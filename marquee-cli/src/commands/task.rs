use marquee_db::TaskFilter;
use marquee_facility::types::{Task, TaskPriority, TaskStatus};
use owo_colors::OwoColorize;
use owo_colors::Stream::Stdout;
use marquee_db::Connection;

use crate::cli_types::TaskAction;
use crate::commands::{dash, dash_date, opt_date_arg, require_cinema};
use crate::error::CliError;

pub(crate) fn run(conn: &Connection, action: TaskAction) -> Result<(), CliError> {
    match action {
        TaskAction::Add {
            cinema,
            room,
            equipment,
            title,
            description,
            priority,
            category,
            assigned_to,
            due,
            estimated_hours,
            cost,
        } => {
            require_cinema(conn, cinema)?;
            let task = Task {
                id: 0,
                cinema_id: cinema,
                room_id: room,
                equipment_id: equipment,
                title,
                description,
                priority,
                status: TaskStatus::Todo,
                assigned_to,
                due_date: opt_date_arg(due.as_deref())?,
                category,
                estimated_hours,
                actual_hours: None,
                cost,
                created_at: String::new(),
            };
            let id = marquee_db::insert_task(conn, &task)?;
            log::info!(
                "{} Task #{} '{}' created",
                "\u{2714}".if_supports_color(Stdout, |t| t.green()),
                id,
                task.title,
            );
            Ok(())
        }

        TaskAction::List {
            cinema,
            room,
            status,
            priority,
        } => {
            let tasks = marquee_db::list_tasks(
                conn,
                TaskFilter {
                    cinema_id: cinema,
                    room_id: room,
                    status,
                    priority,
                },
            )?;
            if tasks.is_empty() {
                log::info!("{}", "No tasks.".if_supports_color(Stdout, |t| t.dimmed()));
                return Ok(());
            }
            for task in &tasks {
                print_task_line(task);
            }
            Ok(())
        }

        TaskAction::Show { id } => {
            let task = get_task(conn, id)?;
            log::info!(
                "{} {}",
                format!("Task #{id}").if_supports_color(Stdout, |t| t.bold()),
                task.title,
            );
            log::info!("  {}", task.description);
            log::info!(
                "  Status:    {} ({} priority)",
                task.status.as_str(),
                task.priority.as_str(),
            );
            log::info!("  Category:  {}", task.category.as_str());
            log::info!("  Cinema:    #{}", task.cinema_id);
            if let Some(room) = task.room_id {
                log::info!("  Room:      #{room}");
            }
            if let Some(equipment) = task.equipment_id {
                log::info!("  Equipment: #{equipment}");
            }
            log::info!("  Assigned:  {}", dash(task.assigned_to.as_deref()));
            log::info!("  Due:       {}", dash_date(task.due_date));
            if task.estimated_hours.is_some() || task.actual_hours.is_some() {
                log::info!(
                    "  Hours:     {} estimated / {} actual",
                    task.estimated_hours.map(|h| h.to_string()).unwrap_or_else(|| "-".into()),
                    task.actual_hours.map(|h| h.to_string()).unwrap_or_else(|| "-".into()),
                );
            }
            Ok(())
        }

        TaskAction::Edit {
            id,
            title,
            description,
            priority,
            category,
            assigned_to,
            due,
            estimated_hours,
            actual_hours,
            cost,
        } => {
            let mut task = get_task(conn, id)?;
            if let Some(v) = title {
                task.title = v;
            }
            if let Some(v) = description {
                task.description = v;
            }
            if let Some(v) = priority {
                task.priority = v;
            }
            if let Some(v) = category {
                task.category = v;
            }
            if let Some(v) = assigned_to {
                task.assigned_to = Some(v);
            }
            if let Some(v) = opt_date_arg(due.as_deref())? {
                task.due_date = Some(v);
            }
            if let Some(v) = estimated_hours {
                task.estimated_hours = Some(v);
            }
            if let Some(v) = actual_hours {
                task.actual_hours = Some(v);
            }
            if let Some(v) = cost {
                task.cost = Some(v);
            }
            marquee_db::update_task(conn, &task)?;
            log::info!(
                "{} Task #{} updated",
                "\u{2714}".if_supports_color(Stdout, |t| t.green()),
                id,
            );
            Ok(())
        }

        TaskAction::Status { id, status } => {
            marquee_db::update_task_status(conn, id, status)?;
            log::info!(
                "{} Task #{} moved to {}",
                "\u{2714}".if_supports_color(Stdout, |t| t.green()),
                id,
                status.as_str().if_supports_color(Stdout, |t| t.bold()),
            );
            Ok(())
        }

        TaskAction::Rm { id } => {
            marquee_db::remove_task(conn, id)?;
            log::info!(
                "{} Task #{} removed",
                "\u{2714}".if_supports_color(Stdout, |t| t.green()),
                id,
            );
            Ok(())
        }
    }
}

fn get_task(conn: &Connection, id: i64) -> Result<Task, CliError> {
    marquee_db::get_task(conn, id)?
        .ok_or_else(|| CliError::invalid(format!("Task {id} not found")))
}

fn print_task_line(task: &Task) {
    let priority = match task.priority {
        TaskPriority::High => format!("{}", "high".if_supports_color(Stdout, |t| t.red())),
        TaskPriority::Medium => format!("{}", "medium".if_supports_color(Stdout, |t| t.yellow())),
        TaskPriority::Low => "low".to_string(),
    };
    let done_mark = if task.status == TaskStatus::Done {
        format!("{} ", "\u{2714}".if_supports_color(Stdout, |t| t.green()))
    } else {
        "  ".to_string()
    };
    log::info!(
        "{}#{:<4} {:<32} {:<12} {:<8} {:<14} due {}",
        done_mark,
        task.id,
        task.title,
        task.status.as_str(),
        priority,
        task.category.as_str(),
        dash_date(task.due_date),
    );
}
::::::
_YOUR INSTRUCTIONS_
Find, please, how many lines in the data include the word "TaskPriority", and put down that number only.

_RESULT BELOW_
4